= Stephanie Payne =

Australian blogger (born 1980)

Stephanie Louise Payne (born 23 January 1980) is an Australian blogger best known for her campaigns against bullying and anti social behaviour, particularly of overweight people, and for charity. Payne herself was overweight, but she lost much weight after treatment.

==Weight loss==
At her heaviest, Payne weighed 243 kg (534.6 pounds). She underwent Laparoscopic surgery (lap band) on 17 November 2010. As of 2012 she was the heaviest female patient treated by Dr Jason Winnett.

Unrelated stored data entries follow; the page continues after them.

//! Conversation state: transcript, seed entries, usage and last error.

use quill_ai::{ChatRequest, Message, Role, Usage};
use serde::{Deserialize, Serialize};

use crate::error::{Error, RequestError, Result};

/// System prompt used when none is configured
pub const DEFAULT_SYSTEM_PROMPT: &str = "Assistant is a large language model trained by OpenAI.";

/// Where the engine is in its request cycle
#[derive(Debug, Clone, Copy, Default, PartialEq, Eq, Serialize, Deserialize)]
#[serde(rename_all = "snake_case")]
pub enum EngineState {
    #[default]
    Idle,
    Sending,
    Errored,
}

/// Transcript plus per-session bookkeeping.
///
/// The first `seed_len` entries are the system prompt and the optional
/// command prefix. They are never removed and never appear in [`view`].
///
/// [`view`]: Conversation::view
#[derive(Debug, Clone, Default)]
pub struct Conversation {
    messages: Vec<Message>,
    seed_len: usize,
    /// Total usage across all turns
    pub total_usage: Usage,
    /// Id of the last completion response
    pub chat_id: Option<String>,
    /// Last request failure, cleared by the next successful exchange
    pub error: Option<RequestError>,
    pub state: EngineState,
}

impl Conversation {
    /// Start a fresh transcript from its seed entries
    pub fn seeded(system_prompt: Option<&str>, command_prefix: Option<&str>) -> Self {
        let mut messages = vec![Message::system(
            system_prompt
                .filter(|p| !p.trim().is_empty())
                .unwrap_or(DEFAULT_SYSTEM_PROMPT),
        )];
        if let Some(prefix) = command_prefix.filter(|p| !p.trim().is_empty()) {
            messages.push(Message::user(prefix));
        }
        Self {
            seed_len: messages.len(),
            messages,
            ..Default::default()
        }
    }

    /// Every entry, seeds included, in request order
    pub fn messages(&self) -> &[Message] {
        &self.messages
    }

    /// Entries after the seeds
    pub fn view(&self) -> &[Message] {
        &self.messages[self.seed_len..]
    }

    pub fn seed_len(&self) -> usize {
        self.seed_len
    }

    pub fn push(&mut self, message: Message) {
        self.messages.push(message);
    }

    /// Number of user messages after the seeds
    pub fn user_count(&self) -> usize {
        self.view().iter().filter(|m| m.is_user()).count()
    }

    /// Absolute position of the `index`-th user message after the seeds
    fn user_position(&self, index: usize) -> Option<usize> {
        self.view()
            .iter()
            .enumerate()
            .filter(|(_, m)| m.is_user())
            .nth(index)
            .map(|(i, _)| self.seed_len + i)
    }

    /// Overwrite the `index`-th user message and drop everything after it
    pub fn edit_user(&mut self, index: usize, content: impl Into<String>) -> Result<()> {
        let position = self.user_position(index).ok_or(Error::InvalidIndex {
            index,
            len: self.user_count(),
        })?;
        self.messages[position].content = content.into();
        self.messages.truncate(position + 1);
        Ok(())
    }

    /// Remove `error` entries at the end of the transcript
    pub fn drop_trailing_errors(&mut self) {
        while self.messages.len() > self.seed_len
            && self.messages.last().is_some_and(|m| m.role == Role::Error)
        {
            self.messages.pop();
        }
    }

    /// Whether the transcript ends in a user message that has no reply yet
    pub fn has_pending_user(&self) -> bool {
        self.view()
            .iter()
            .rev()
            .find(|m| m.role != Role::Error)
            .is_some_and(|m| m.is_user())
    }

    /// Replace everything after the seeds
    pub fn replace_view(&mut self, messages: Vec<Message>) {
        self.messages.truncate(self.seed_len);
        self.messages.extend(messages);
    }

    /// Request body for the current transcript
    pub fn to_request(&self) -> ChatRequest {
        ChatRequest::from_transcript(&self.messages)
    }
}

Payne began writing about her weight loss in August 2010, shortly after discovering that she weighed 243 kg, and published an online blog about the stages of her weight loss.

==Career==
Payne has been in the Public Service since 2002 and currently works for the Department of Human Services.

==Media==

Payne has contributed a number of articles to Melbourne's mX newspaper and appeared on Channel 7's Today Tonight to speak of being told she should buy 2 tickets when using public transport as she takes up more than one seat. Since then her description of the harassment, victimisation, discrimination and humiliation that morbidly obese people experience has been reported in several publications.

==Charity involvement==

===Stair climb===
Payne climbed the 46 floors of the Melbourne Central Tower in 47 minutes on 22 August 2011, two days after her grandmother died from pancreatic cancer. She raised almost $4,000 for the Cancer Council of Victoria.

===Relay for Life===
Payne participated in her the Cancer Council's Relay For Life on 2 April 2011 and her second on 5 November 2011, raising almost A$1,000. She has committed to participating in at least three relays per year to support the Cancer Council and their research into Cancer treatments and support for Patients and Carers.

===Freecycle===
Payne established , a part of The Freecycle Network. Melton Freecycle contributed to the Melton Shire Council winning the Keep Australia Beautiful Victoria's (KABV) Sustainable City Award for 2007.

==='For Fiona'===
Stephanie Payne raised over $30,000 for her friends 4 children after she was allegedly murdered by her ex-partner. Stephanie started a group on Facebook called 'For Fiona' https://www.facebook.com/forfionawarzywoda appealing to the public encouraging them to donate to raise money for the children to buy essentials to make it easier to settle into their new life. Stephanie raised awareness for the appeal by agreeing to the media including Neil Mitchell http://www.3aw.com.au/blogs/neil-mitchell-blog/im-not-good-my-mums-dead-donations-flood-for-struggling-kids/20140423-3731m.html, 'The Age' Newspaper http://www.theage.com.au/victoria/children-of-sunshine-stabbing-victim-lack-basics-20140423-373dt.html and the primetime news channels such as channel 9 https://web.archive.org/web/20140910215840/http://video.au.msn.com/watch/video/donations-pour-in-for-fiona-warzywoda-s-children/xyqi5qr?cpkey=557e026e-f359-4bba-bbeb-6b02d00317cb%257c%257c%257c%257c https://web.archive.org/web/20150114155214/http://www.melton.starweekly.com.au/story/1803130/call-to-support-children-of-slain-mum-fiona-warzywoda/

==Personal life==

Payne is a granddaughter of Dame Phyllis Frost. She married Bradley Lowdell in August 2008. The couple have four children.